Caponata From Sicily

 
2 lbs. eggplant 4 Tbs. capers
3 medium size onions 2 Tbs. pignoli (pine nuts)
5 stalks celery 1 lb. artichokes
1/4 lb. black olives 1 tsp. sugar (+)
1/4 lb. green olives Basil, thyme, parsley
4 stalks fennel 1/2 cup red vinegar
1 lb. tomatoes, fresh or canned 1 cup olive oil
2 lbs. mushrooms salt, pepper
6 oz. tuna, optional 2 oz. anchovies, optional

Cut celery and fennel stalks into 3 strips. Chop strips in 1" lengths. Boil about 10 min. Set aside. Cut eggplant into 3/4" cubes. Place in colander, salt well.

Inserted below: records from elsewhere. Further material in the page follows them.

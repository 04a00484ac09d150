//! Field standardization, layer preparation, and merge for CARG layers.
//!
//! Every transformation here is driven by the declarations in
//! `carg-standards`; there is no per-layer code. The flow for one layer is
//! [`prepare`] (renames, domain decoding, auxiliary joins) followed by
//! [`standardize`] against the layer's profile, and for merged outputs a
//! [`merge`] followed by a second `standardize` pass.

pub mod error;
pub mod merge;
pub mod normalization;
pub mod prepare;
pub mod standardize;

pub use error::{Result, TransformError};
pub use merge::{MergeInput, merge};
pub use prepare::{PrepareContext, PrepareReport, Prepared, prepare};
pub use standardize::{StandardizeReport, Standardized, standardize};
use carg_core::RunSummary;

use carg_cli::settings::RunSettings;

#[derive(Debug)]
pub struct RunResult {
    pub settings: RunSettings,
    pub summary: RunSummary,
}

Place a weighted dish on it and let it drain 1/2 hr or more. In a pan put 1/2 the oil, the chopped garlic, chopped mushrooms and cook about 10 mins. Chop onions coarsely and add to pan, cook until tender. Add herbs, sliced olives, tomatoes, artichokes, capers and pignoli. Cook 5 min. Wash salt from eggplant and place on paper towels to dry some. In separate pan put rest of olive oil. When hot add eggplant and sauté until tender, but not mushy. Remove and set aside. Add celery and fennel to same pan and sauté until tender. Add sautéed eggplant, celery and fennel to other pan with vegetables. Cook about 10 min. Add vinegar, let evaporate 10 min. Let cool completely. Serve hot or cold.